Data classes and extra methods
Methods can be added to data classes just like normal classes. Here’s an implementation of the magnitude calculation in a property on Point:
@dataclass(frozen=True)
class Point:
x: float
y: float
@property
def magnitude(self) -> float:
return sqrt(self.x ** 2 + self.y ** 2)
And here it is in action:
>>> p1 = Point(1, 2)
>>> p1.magnitude
2.23606797749979
So, perhaps not surprisingly at all, it’s just like executing a method on a normal class.
We’ll finish up this post byt looking at a couple of helper functions the dataclasses modules provides for converting to primitive types: asdict and astuple.
Converting data classes to dict and tuple
Sometimes we do want to be able to convert our data classes to more primitive types, maybe to dicts for JSON serialization or tuples for compatibility with other code. Whatever the reason, asdict and astuple can help.
First a basic example of converting an HttpRequest object to dictionary. First the asdict function needs to be imported.
>>> from dataclasses import asdict
Next, we’ll construct an example HttpRequest (actually we’ll reuse one we’ve seen before), then pass it to asdict.
>>> h = HttpRequest(
... "GET",
... "https://www.example.com",
... [("User-Agent", "Next Level Python Client v/1.0")]
... )
>>> asdict(h)
{'method': 'GET', 'url': 'https://www.example.com', 'headers': [('User-Agent', 'Next Level Python Client v/1.0')], 'body': None}
And again with astuple. First import the function:
>>> from dataclasses import asdict
Then call it, passing in the particular dataclass instance:
>>> astuple(h)
('GET', 'https://www.example.com', [('User-Agent', 'Next Level Python Client v/1.0')], None)

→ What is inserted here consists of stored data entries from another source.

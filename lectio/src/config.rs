//! Runtime configuration
//!
//! Everything has a default; `LECTIO_*` environment variables override them.

use crate::cache::DEFAULT_CACHE_CAPACITY;
use crate::corpus::CorpusSource;
use crate::error::LectioError;
use crate::scheduler::SchedulerTiming;
use crate::search::SearchOptions;
use std::net::SocketAddr;
use std::path::PathBuf;
use std::str::FromStr;
use std::time::Duration;

pub const CORPUS_FILE_NAME: &str = "kjv.json";
pub const DEFAULT_BIND_ADDR: &str = "127.0.0.1:3000";

#[derive(Debug, Clone, PartialEq)]
pub struct Config {
    pub source: CorpusSource,
    pub bind_addr: SocketAddr,
    pub search: SearchOptions,
    pub cache_capacity: usize,
    pub timing: SchedulerTiming,
}

impl Config {
    pub fn from_env() -> Result<Self, LectioError> {
        Self::from_lookup(|key| std::env::var(key).ok())
    }

    /// Build from an arbitrary variable lookup.
    pub fn from_lookup<F>(lookup: F) -> Result<Self, LectioError>
    where
        F: Fn(&str) -> Option<String>,
    {
        let source = match lookup("LECTIO_DATA") {
            Some(location) if !location.trim().is_empty() => CorpusSource::parse(&location),
            _ => CorpusSource::Path(get_data_dir().join(CORPUS_FILE_NAME)),
        };

        let bind_addr: SocketAddr = match parse_var(&lookup, "LECTIO_BIND")? {
            Some(addr) => addr,
            None => DEFAULT_BIND_ADDR.parse().map_err(|e| {
                LectioError::Other(format!("Invalid default bind address {}: {}", DEFAULT_BIND_ADDR, e))
            })?,
        };

        let defaults = SearchOptions::default();
        let search = SearchOptions {
            max_results: parse_var(&lookup, "LECTIO_MAX_RESULTS")?.unwrap_or(defaults.max_results),
            min_query_len: parse_var(&lookup, "LECTIO_MIN_QUERY_LEN")?
                .unwrap_or(defaults.min_query_len),
            ..defaults
        };

        let cache_capacity =
            parse_var(&lookup, "LECTIO_CACHE_CAPACITY")?.unwrap_or(DEFAULT_CACHE_CAPACITY);

        let default_timing = SchedulerTiming::default();
        let timing = SchedulerTiming {
            quiet_period: parse_var(&lookup, "LECTIO_DEBOUNCE_MS")?
                .map(Duration::from_millis)
                .unwrap_or(default_timing.quiet_period),
            scan_delay: parse_var(&lookup, "LECTIO_SCAN_DELAY_MS")?
                .map(Duration::from_millis)
                .unwrap_or(default_timing.scan_delay),
        };

        Ok(Self {
            source,
            bind_addr,
            search,
            cache_capacity,
            timing,
        })
    }
}

fn parse_var<T, F>(lookup: &F, key: &str) -> Result<Option<T>, LectioError>
where
    T: FromStr,
    T::Err: std::fmt::Display,
    F: Fn(&str) -> Option<String>,
{
    match lookup(key) {
        None => Ok(None),
        Some(raw) if raw.trim().is_empty() => Ok(None),
        Some(raw) => raw
            .trim()
            .parse()
            .map(Some)
            .map_err(|e| LectioError::Other(format!("Invalid {}={:?}: {}", key, raw, e))),
    }
}

/// Get the data directory
///
/// - Development: `data/` in the working directory or a few levels above the executable
/// - Otherwise: `data/` next to the executable, then the platform data dir
pub fn get_data_dir() -> PathBuf {
    let dev_paths = [PathBuf::from("data"), PathBuf::from("../data")];
    for path in &dev_paths {
        if path.join(CORPUS_FILE_NAME).exists() {
            return path.canonicalize().unwrap_or_else(|_| path.clone());
        }
    }

    if let Ok(exe_path) = std::env::current_exe() {
        // Walk up from target/debug to find the project root
        let mut current = exe_path.parent();
        for _ in 0..5 {
            let Some(dir) = current else { break };
            let data_path = dir.join("data");
            if data_path.join(CORPUS_FILE_NAME).exists() {
                return data_path;
            }
            current = dir.parent();
        }
    }

    if let Some(data_dir) = dirs::data_dir() {
        let platform = data_dir.join("Lectio");
        if platform.join(CORPUS_FILE_NAME).exists() {
            return platform;
        }
    }

    // Fallback to current working directory
    PathBuf::from("data")
}
//! Search result caching with LRU eviction

use crate::search::{SearchFilters, SearchResults, SearchStatus};
use lru::LruCache;
use std::num::NonZeroUsize;
use std::sync::{Arc, Mutex, MutexGuard};

pub const DEFAULT_CACHE_CAPACITY: usize = 256;

#[derive(Debug, Clone, Hash, PartialEq, Eq)]
pub struct SearchKey {
    pub query: String,
    pub filters: SearchFilters,
}

impl SearchKey {
    /// `query` must already be normalized.
    pub fn new(query: impl Into<String>, filters: &SearchFilters) -> Self {
        Self {
            query: query.into(),
            filters: filters.canonical(),
        }
    }
}

pub struct SearchCache {
    cache: Mutex<LruCache<SearchKey, Arc<SearchResults>>>,
}

impl SearchCache {
    pub fn new(capacity: usize) -> Self {
        let capacity = NonZeroUsize::new(capacity).unwrap_or(NonZeroUsize::MIN);
        Self {
            cache: Mutex::new(LruCache::new(capacity)),
        }
    }

    fn lock(&self) -> MutexGuard<'_, LruCache<SearchKey, Arc<SearchResults>>> {
        self.cache.lock().unwrap_or_else(|e| e.into_inner())
    }

    pub fn get(&self, key: &SearchKey) -> Option<Arc<SearchResults>> {
        self.lock().get(key).cloned()
    }

    /// Returns the cached results or computes and stores them. Rejected
    /// (too short) queries are returned but never stored.
    pub fn get_or_insert_with<F>(&self, key: SearchKey, compute: F) -> Arc<SearchResults>
    where
        F: FnOnce() -> SearchResults,
    {
        if let Some(hit) = self.get(&key) {
            return hit;
        }

        // Computed outside the lock; a concurrent miss on the same key just
        // computes the same results twice.
        let results = Arc::new(compute());
        if results.status != SearchStatus::TooShort {
            self.lock().put(key, Arc::clone(&results));
        }
        results
    }

    pub fn clear(&self) {
        self.lock().clear();
    }

    /// (entries, capacity)
    pub fn stats(&self) -> (usize, usize) {
        let cache = self.lock();
        (cache.len(), cache.cap().get())
    }
}
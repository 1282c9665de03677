//! Lectio - verse corpus index, navigation and wildcard search
//!
//! Backend library for a browser-based reader of a 66-book verse corpus.

// Books and verses come first as everything else is keyed on them
pub mod books;
pub mod verse;
pub mod error;
pub mod corpus;
pub mod navigator;
pub mod pattern;
pub mod search;
pub mod cache;
pub mod scheduler;
pub mod config;
pub mod state;

pub use books::{book_name, Book, BOOKS, BOOK_COUNT};
pub use cache::{SearchCache, SearchKey};
pub use config::{get_data_dir, Config};
pub use corpus::{Corpus, CorpusSource, CorpusStore, StoreStatus};
pub use error::{LectioError, LoadError};
pub use navigator::Navigator;
pub use pattern::Pattern;
pub use scheduler::{SchedulerTiming, SearchHandle, SearchOutcome, SearchScheduler};
pub use search::{
    HighlightSpan, SearchEngine, SearchFilters, SearchOptions, SearchResult, SearchResults,
    SearchStatus,
};
pub use state::AppState;
pub use verse::{Verse, VerseKey};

The attributes are output in the order they are specified.
What’s even more impressive about asdict and astuple is they work fine with nested data classes, calling themselves recursively to build the primitive object.
We’ll quickly create another data class to demonstrate this. And yes, this once again shows how easy data classes are to quickly set up!
In this scenario, we want to make a number of authenticated HTTP requests. We need to store the username and password that will be used for every request, plus a list of requests that will be sent with those credentials.
Here is the RequestSet data class.
@dataclass
class RequestSet:
username: str
password: str
requests: typing.List[HttpRequest]
We’ll start by creating two HTTP requests (with some not-very-exciting variable names).
>>> r1 = HttpRequest("GET", "https://example.com/posts")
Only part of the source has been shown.